Colonoscopy takes 30 to 60 minutes. The sedative and pain medicine should
keep you from feeling much discomfort during the exam. You will need to remain
at the hospital or outpatient center for several hours until the sedative
wears off. The quality of the examination is directly related to the
quality of the bowel preparation; liquid or solid stool can hide things that
need to be seen and taken care of during the procedure. That's why it is
especially important to follow the instructions given to you exactly, to make
you preparation of the bowel for colonoscopy the best that it can be. Your colon
must be completely empty for the colonoscopy to be thorough and safe. To prepare
for the procedure you may have to follow a liquid diet for 1 to 3 days
beforehand. A liquid diet means fat-free bouillon or broth, Jell-O®,
strained fruit juice, water, plain coffee, plain tea, or diet soda.
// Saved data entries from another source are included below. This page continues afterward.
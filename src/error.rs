use std::fmt;

/// Errors reported by the intersection sweeps.
#[derive(Clone, Copy, Debug, PartialEq)]
pub enum SweepError {
    /// The segment with this identity has coincident end points.
    DegenerateSegment { id: usize },
    /// The segment with this identity has a NaN or infinite coordinate.
    NonFiniteCoordinate { id: usize },
    /// The tolerance is negative, not finite, or not representable in the
    /// coordinate type.
    InvalidEpsilon(f64),
    /// A right end point was processed for a segment that is not in the
    /// active structure.
    ///
    /// Every right event is preceded by the left event of the same segment,
    /// so this indicates a broken event order rather than bad input.
    InactiveSegment { id: usize },
    /// A segment was inserted into the active structure twice.
    DuplicateActive { id: usize },
    /// An active segment could not be located by its ordering item: the
    /// order of the active structure no longer matches the order the
    /// segments were inserted in.
    UnorderedActive { id: usize },
}

impl fmt::Display for SweepError {
    fn fmt(&self, f: &mut fmt::Formatter<'_>) -> fmt::Result {
        match self {
            SweepError::DegenerateSegment { id } => {
                write!(f, "segment {} has coincident end points", id)
            }
            SweepError::NonFiniteCoordinate { id } => {
                write!(f, "segment {} has a non-finite coordinate", id)
            }
            SweepError::InvalidEpsilon(eps) => write!(f, "invalid tolerance: {}", eps),
            SweepError::InactiveSegment { id } => {
                write!(f, "right end of segment {} reached while it is not active", id)
            }
            SweepError::DuplicateActive { id } => {
                write!(f, "segment {} is already active", id)
            }
            SweepError::UnorderedActive { id } => {
                write!(f, "segment {} is out of order in the active structure", id)
            }
        }
    }
}

impl std::error::Error for SweepError {}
You may need
to take laxatives or an enema before the procedure. Also, you must arrange for
someone to take you home afterward--you will not be allowed to drive because of
the sedatives.
Colonoscopy is quite safe. However, as in any invasive procedure, there is
always a possibility that problems can occur during and after the procedure.
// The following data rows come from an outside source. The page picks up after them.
use std::collections::BinaryHeap;

use geo::{GeoFloat, Line};
use log::{debug, trace};
use slab::Slab;

use super::{PairTest, SweepStats};
use crate::{
    active::ActiveSet,
    events::{Event, EventType, SweepPoint},
    line::SweepLine,
    results::IntersectionSet,
    SweepConfig, SweepError,
};

/// A piece of an input segment generated during the sweep.
///
/// Every input segment starts out as one piece. A piece is split whenever
/// an intersection is found strictly inside it and ahead of the sweep.
#[derive(Debug, Clone, Copy)]
struct Segment<T: GeoFloat> {
    line: SweepLine<T>,
    key: usize,
    /// Index of the input segment this piece belongs to.
    id: usize,
}

impl<T: GeoFloat> Segment<T> {
    /// Create and store a `Segment` for the input segment `id`.
    fn new(storage: &mut Slab<Self>, id: usize, line: SweepLine<T>) -> &mut Self {
        let entry = storage.vacant_entry();
        let segment = Segment {
            key: entry.key(),
            id,
            line,
        };
        entry.insert(segment)
    }

    /// Get an event for the right end-point (end) of this segment.
    fn right_event(&self) -> Event<T> {
        Event {
            point: self.line.right(),
            ty: EventType::Right,
            segment_key: self.key,
        }
    }

    /// Get events for both the end-points of this segment.
    fn events(&self) -> [Event<T>; 2] {
        self.line.events(self.key)
    }
}

/// Sweep controller keeping the active segments in their order on the
/// sweep line.
///
/// This is the [Bentley-Ottman] sweep. Maintains a heap of end points and
/// the currently active segments. When two adjacent segments are found to
/// cross ahead of the sweep, both are cut at the crossing: the left pieces
/// end there, and the right pieces start there. The sweep then removes the
/// left pieces and inserts the right pieces in their new order when it
/// reaches the crossing, so active segments never cross each other.
///
/// Runs in `O((n + k) log n)` time for `n` segments and `k` crossings.
///
/// [Bentley-Ottman]: //en.wikipedia.org/wiki/Bentley%E2%80%93Ottmann_algorithm
pub struct Sweep<'a, T: GeoFloat> {
    tester: PairTest<'a, T>,
    segments: Slab<Segment<T>>,
    events: BinaryHeap<Event<T>>,
    active: ActiveSet<SweepLine<T>>,
    found: IntersectionSet<T>,
    stats: SweepStats,
}

impl<'a, T: GeoFloat> Sweep<'a, T> {
    pub fn new(segments: &'a [Line<T>], config: &SweepConfig) -> Result<Self, SweepError> {
        let tester = PairTest::new(segments, config)?;
        let size = segments.len();
        let mut sweep = Sweep {
            tester,
            segments: Slab::with_capacity(size),
            events: BinaryHeap::with_capacity(2 * size),
            active: ActiveSet::new(),
            found: IntersectionSet::new(),
            stats: SweepStats::default(),
        };
        for (id, line) in segments.iter().enumerate() {
            sweep.create_segment(id, SweepLine::from(*line));
        }
        Ok(sweep)
    }

    /// Process the next event in heap, and return its point.
    ///
    /// Stale events are skipped without being processed, but their point is
    /// still returned. Returns `None` once the heap is empty.
    pub fn step(&mut self) -> Result<Option<SweepPoint<T>>, SweepError> {
        let event = match self.events.pop() {
            Some(e) => e,
            None => return Ok(None),
        };
        self.handle_event(&event)?;
        Ok(Some(event.point))
    }

    /// Process all remaining events.
    pub fn run(mut self) -> Result<IntersectionSet<T>, SweepError> {
        while self.step()?.is_some() {}
        Ok(self.found)
    }

    #[inline]
    pub fn active_len(&self) -> usize {
        self.active.len()
    }

    #[inline]
    pub fn stats(&self) -> SweepStats {
        self.stats
    }

    #[inline]
    pub fn intersections(&self) -> &IntersectionSet<T> {
        &self.found
    }

    pub fn into_intersections(self) -> IntersectionSet<T> {
        self.found
    }

    /// Create a segment, and add its events into the heap.
    fn create_segment(&mut self, id: usize, line: SweepLine<T>) -> usize {
        let segment = Segment::new(&mut self.segments, id, line);
        for e in segment.events().iter() {
            self.events.push(*e);
        }
        segment.key
    }

    /// Check event is valid, and return the segment associated with it.
    ///
    /// If a segment was split, its original right end event is still in
    /// the heap but no longer matches the segment. Returns `None` in this
    /// case.
    fn segment_for_event(&self, event: &Event<T>) -> Option<Segment<T>> {
        let segment = self.segments.get(event.segment_key);
        match event.ty {
            EventType::Left => {
                debug_assert!(
                    matches!(segment, Some(s) if s.line.left() == event.point),
                    "segment for left event not found in storage"
                );
                segment.copied()
            }
            EventType::Right => match segment {
                Some(s) if s.line.right() == event.point => Some(*s),
                _ => None,
            },
        }
    }

    /// Handle one event.
    fn handle_event(&mut self, event: &Event<T>) -> Result<(), SweepError> {
        trace!("handling event: {:?}", event);
        let segment = match self.segment_for_event(event) {
            Some(s) => s,
            None => {
                trace!("skipping stale event");
                self.stats.stale_events += 1;
                return Ok(());
            }
        };
        let key = segment.key;

        match event.ty {
            EventType::Left => {
                let (prev, next) = self.active.insertion_neighbors(key, &segment.line);
                for adj_key in prev.into_iter().chain(next) {
                    self.check_adjacent(key, adj_key, event.point);
                }

                // The segment may have been split above.
                let line = self.segments[key].line;
                self.active.insert(key, line)?;
            }
            EventType::Right => {
                if !self.active.contains(key) {
                    return Err(SweepError::InactiveSegment { id: segment.id });
                }
                let prev = self.active.predecessor(key);
                let next = self.active.successor(key);
                for adj_key in prev.into_iter().chain(next) {
                    self.check_adjacent(key, adj_key, event.point);
                }
                self.active.remove(key)?;
                self.segments.remove(key);

                // The neighbours of the removed segment are now adjacent.
                if let (Some(prev_key), Some(next_key)) = (prev, next) {
                    self.check_adjacent(prev_key, next_key, event.point);
                }
            }
        }

        self.stats.events += 1;
        self.stats.max_active = self.stats.max_active.max(self.active.len());
        Ok(())
    }

    /// Test the segments stored at `key1` and `key2` (now adjacent), and
    /// split both where they meet ahead of `sweep_point`.
    ///
    /// Reporting uses the tolerance-based pair test on the input segments.
    /// Splitting uses the exact intersection of the pieces, the same kernel
    /// that orders the active set, so pieces that cross are always split
    /// even when the pair is not reported.
    fn check_adjacent(&mut self, key1: usize, key2: usize, sweep_point: SweepPoint<T>) {
        let (seg1, seg2) = (self.segments[key1], self.segments[key2]);
        if seg1.id == seg2.id {
            return;
        }
        self.stats.pair_tests += 1;
        self.tester.check_and_record(seg1.id, seg2.id, &mut self.found);

        let (first, last) = match seg1.line.intersect_line(&seg2.line) {
            Some(pts) => pts,
            None => return,
        };
        // Split at the far end of an overlap first, so the near end is still
        // inside the truncated pieces.
        for &pt in [last, first].iter() {
            if pt > sweep_point {
                self.split_segment(key1, pt);
                self.split_segment(key2, pt);
            }
            if first == last {
                break;
            }
        }
    }

    /// Split the segment at `key` at `pt`, if `pt` is strictly inside it.
    ///
    /// The stored segment is truncated to end at `pt`, which does not change
    /// its order among the active segments, and a new segment is created for
    /// the rest.
    fn split_segment(&mut self, key: usize, pt: SweepPoint<T>) {
        let segment = &mut self.segments[key];
        let right = match segment.line.split_at(pt) {
            Some(right) => right,
            None => return,
        };
        debug!(
            "split segment {id} at {pt:?}: {left:?} / {right:?}",
            id = segment.id,
            pt = pt,
            left = segment.line,
            right = right,
        );
        let (id, event) = (segment.id, segment.right_event());
        self.events.push(event);
        self.create_segment(id, right);
        self.stats.splits += 1;
    }
}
Physicians review the risks and anticipated benefits of the procedure with you
beforehand, individualized to each person. As part of most hospital
standards, you will be asked to sign an informed consent that basically outlines
the general risks of gastrointestinal endoscopy. During the procedures there is
a small risk of bleeding, more likely when a biopsy is taken or a growth
removed. This is usually treated conservatively, but on extremely rare occasions
a transfusion could be needed. Infection is a risk in any invasive procedure
like colonoscopy. In exceedingly rare circumstances a perforation (puncture) of
the colon may occur along the course where the scope travels or where a polyp is
removed. This condition will usually require surgery although there are some
circumstances where this is not necessary. As noted above, most procedures are
done with the aid of conscious sedation. This form of sedation is highly
individualized to provide patient comfort while minimizing risk to the breathing
and the cardiovascular systems, but some risk still persists. This is a partial
list of the risks that the hospital forms include; and the most important thing
to stress is to ask your physician or health care professional if you have any
further questions as to what the procedure is all about!